[REQUIRED WORK] From the top of the entries below through the line containing "fn fixture() ->", return every line exactly as written, please, and stop there.

Dataset entries:
=-=-=

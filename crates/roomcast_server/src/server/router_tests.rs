#![forbid(unsafe_code)]

use std::sync::Arc;
use std::time::Duration;

use roomcast_domain::{ChangeEvent, Group, Message, MessageId, RoomId, UserId, UserProfile};
use roomcast_protocol::{NotificationBody, ServerEvent};
use tokio::sync::{RwLock, broadcast, mpsc};
use tokio::time::timeout;

use crate::server::room_hub::{RoomHub, RoomHubConfig};
use crate::server::router::{ChangeRouter, RouterConfig};
use crate::server::state::SubscriptionState;

fn profile(id: i64) -> UserProfile {
	UserProfile {
		id: UserId::new(id),
		email: format!("u{id}@example.com"),
		username: format!("u{id}"),
	}
}

fn message(room: i64, text: &str) -> Message {
	Message {
		id: MessageId::new(1),
		room: RoomId::new(room),
		author: profile(2),
		text: text.to_string(),
		created_at: 1_706_790_645_000,
	}
}

struct Fixture {
	hub: RoomHub,
	subs: Arc<RwLock<SubscriptionState>>,
	router: ChangeRouter,
}

fn fixture() -> Fixture {
	let hub = RoomHub::new(RoomHubConfig {
		subscriber_queue_capacity: 16,
		debug_logs: false,
	});
	let subs = Arc::new(RwLock::new(SubscriptionState::default()));
	let (_tx, rx) = broadcast::channel(16);
	let router = ChangeRouter::new(rx, hub.clone(), Arc::clone(&subs), RouterConfig::default());

	Fixture { hub, subs, router }
}

async fn recv(rx: &mut mpsc::Receiver<ServerEvent>) -> ServerEvent {
	timeout(Duration::from_millis(250), rx.recv())
		.await
		.expect("expected a frame within timeout")
		.expect("channel open")
}

async fn assert_silent(rx: &mut mpsc::Receiver<ServerEvent>) {
	let unexpected = timeout(Duration::from_millis(50), rx.recv()).await;
	assert!(unexpected.is_err(), "unexpected frame: {unexpected:?}");
}

#[tokio::test]
async fn one_tagged_frame_per_correlation_id() {
	let f = fixture();
	let group = Group::room(RoomId::new(7));

	let mut rx = f.hub.register_conn(1).await;
	f.hub.join(group, 1).await;
	{
		let mut subs = f.subs.write().await;
		subs.subscribe(1, "tab-1", group);
		subs.subscribe(1, "tab-2", group);
	}

	f.router.dispatch(ChangeEvent::MessageCreated(message(7, "hi"))).await;

	let mut request_ids = Vec::new();
	for _ in 0..2 {
		match recv(&mut rx).await {
			ServerEvent::ChatMessage { request_id, message } => {
				assert_eq!(message.text, "hi");
				request_ids.push(request_id.expect("tagged frame"));
			}
			other => panic!("expected chat_message, got: {other:?}"),
		}
	}
	request_ids.sort();
	assert_eq!(request_ids, vec!["tab-1".to_string(), "tab-2".to_string()]);

	// Exactly one frame per correlation id, never more.
	assert_silent(&mut rx).await;
}

#[tokio::test]
async fn plain_group_member_gets_one_untagged_frame() {
	let f = fixture();
	let group = Group::room(RoomId::new(7));

	let mut rx = f.hub.register_conn(1).await;
	f.hub.join(group, 1).await;

	f.router.dispatch(ChangeEvent::MessageCreated(message(7, "hello"))).await;

	match recv(&mut rx).await {
		ServerEvent::ChatMessage { request_id, message } => {
			assert_eq!(request_id, None);
			assert_eq!(message.text, "hello");
		}
		other => panic!("expected chat_message, got: {other:?}"),
	}
	assert_silent(&mut rx).await;
}

#[tokio::test]
async fn unsubscribed_id_is_not_delivered_again() {
	let f = fixture();
	let group = Group::room(RoomId::new(7));

	let mut rx = f.hub.register_conn(1).await;
	f.hub.join(group, 1).await;
	{
		let mut subs = f.subs.write().await;
		subs.subscribe(1, "tab-1", group);
		subs.subscribe(1, "tab-2", group);
	}

	f.router.dispatch(ChangeEvent::MessageCreated(message(7, "first"))).await;
	recv(&mut rx).await;
	recv(&mut rx).await;

	{
		let mut subs = f.subs.write().await;
		subs.unsubscribe(1, "tab-1", &group);
	}

	f.router.dispatch(ChangeEvent::MessageCreated(message(7, "second"))).await;

	match recv(&mut rx).await {
		ServerEvent::ChatMessage { request_id, .. } => assert_eq!(request_id.as_deref(), Some("tab-2")),
		other => panic!("expected chat_message, got: {other:?}"),
	}
	assert_silent(&mut rx).await;
}

#[tokio::test]
async fn late_subscribers_miss_earlier_changes() {
	let f = fixture();
	let group = Group::room(RoomId::new(7));

	let mut rx = f.hub.register_conn(1).await;

	f.router.dispatch(ChangeEvent::MessageCreated(message(7, "early"))).await;

	f.hub.join(group, 1).await;
	{
		let mut subs = f.subs.write().await;
		subs.subscribe(1, "tab-1", group);
	}

	assert_silent(&mut rx).await;
}

#[tokio::test]
async fn torn_down_connection_is_never_referenced() {
	let f = fixture();
	let group = Group::room(RoomId::new(7));

	let mut rx = f.hub.register_conn(1).await;
	f.hub.join(group, 1).await;
	{
		let mut subs = f.subs.write().await;
		subs.subscribe(1, "tab-1", group);
	}

	// Teardown order: subscriptions first, then fabric membership.
	{
		let mut subs = f.subs.write().await;
		subs.remove_conn(1);
	}
	f.hub.remove_conn(1).await;

	f.router.dispatch(ChangeEvent::MessageCreated(message(7, "late"))).await;
	assert_silent(&mut rx).await;
}

#[tokio::test]
async fn membership_change_reaches_room_and_user_groups() {
	let f = fixture();
	let room = RoomId::new(7);
	let joiner = profile(9);

	// Connection 1 watches the room with a correlation id; connection 2 is
	// the joiner's notification stream.
	let mut rx_room = f.hub.register_conn(1).await;
	f.hub.join(Group::room(room), 1).await;
	{
		let mut subs = f.subs.write().await;
		subs.subscribe(1, "tab-1", Group::room(room));
	}

	let mut rx_user = f.hub.register_conn(2).await;
	f.hub.join(Group::user(joiner.id), 2).await;

	f.router
		.dispatch(ChangeEvent::MemberAdded {
			room,
			user: joiner.clone(),
		})
		.await;

	match recv(&mut rx_room).await {
		ServerEvent::Notification { request_id, body } => {
			assert_eq!(request_id.as_deref(), Some("tab-1"));
			assert_eq!(
				body,
				NotificationBody::MemberAdded {
					pk: room,
					user: (&joiner).into(),
				}
			);
		}
		other => panic!("expected notification, got: {other:?}"),
	}

	match recv(&mut rx_user).await {
		ServerEvent::Notification { request_id, body } => {
			assert_eq!(request_id, None);
			assert!(matches!(body, NotificationBody::MemberAdded { .. }));
		}
		other => panic!("expected notification, got: {other:?}"),
	}

	assert_silent(&mut rx_room).await;
	assert_silent(&mut rx_user).await;
}

#[tokio::test]
async fn dead_subscriber_does_not_abort_the_fan_out() {
	let f = fixture();
	let group = Group::room(RoomId::new(7));

	{
		let _rx_dead = f.hub.register_conn(1).await;
		f.hub.join(group, 1).await;
	}
	let mut rx_live = f.hub.register_conn(2).await;
	f.hub.join(group, 2).await;
	{
		let mut subs = f.subs.write().await;
		subs.subscribe(1, "tab-1", group);
		subs.subscribe(2, "tab-2", group);
	}

	f.router.dispatch(ChangeEvent::MessageCreated(message(7, "still here"))).await;

	match recv(&mut rx_live).await {
		ServerEvent::ChatMessage { request_id, message } => {
			assert_eq!(request_id.as_deref(), Some("tab-2"));
			assert_eq!(message.text, "still here");
		}
		other => panic!("expected chat_message, got: {other:?}"),
	}
}

#[tokio::test]
async fn router_task_consumes_the_change_broadcast() {
	let hub = RoomHub::new(RoomHubConfig {
		subscriber_queue_capacity: 16,
		debug_logs: false,
	});
	let subs = Arc::new(RwLock::new(SubscriptionState::default()));
	let (tx, rx) = broadcast::channel(16);

	let router = ChangeRouter::new(rx, hub.clone(), Arc::clone(&subs), RouterConfig::default());
	let handle = tokio::spawn(router.run());

	let group = Group::room(RoomId::new(3));
	let mut rx_conn = hub.register_conn(1).await;
	hub.join(group, 1).await;

	tx.send(ChangeEvent::MessageCreated(message(3, "routed"))).expect("send");

	match recv(&mut rx_conn).await {
		ServerEvent::ChatMessage { message, .. } => assert_eq!(message.text, "routed"),
		other => panic!("expected chat_message, got: {other:?}"),
	}

	drop(tx);
	timeout(Duration::from_millis(250), handle)
		.await
		.expect("router exits when upstream closes")
		.expect("router task");
}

=-=-=

[SOLUTION TO THIS PROBLEM]
filename crates/roomcast_server/src/server/router_tests.rs
#![forbid(unsafe_code)]

use std::sync::Arc;
use std::time::Duration;

use roomcast_domain::{ChangeEvent, Group, Message, MessageId, RoomId, UserId, UserProfile};
use roomcast_protocol::{NotificationBody, ServerEvent};
use tokio::sync::{RwLock, broadcast, mpsc};
use tokio::time::timeout;

use crate::server::room_hub::{RoomHub, RoomHubConfig};
use crate::server::router::{ChangeRouter, RouterConfig};
use crate::server::state::SubscriptionState;

fn profile(id: i64) -> UserProfile {
	UserProfile {
		id: UserId::new(id),
		email: format!("u{id}@example.com"),
		username: format!("u{id}"),
	}
}

fn message(room: i64, text: &str) -> Message {
	Message {
		id: MessageId::new(1),
		room: RoomId::new(room),
		author: profile(2),
		text: text.to_string(),
		created_at: 1_706_790_645_000,
	}
}

struct Fixture {
	hub: RoomHub,
	subs: Arc<RwLock<SubscriptionState>>,
	router: ChangeRouter,
}

fn fixture() -> Fixture {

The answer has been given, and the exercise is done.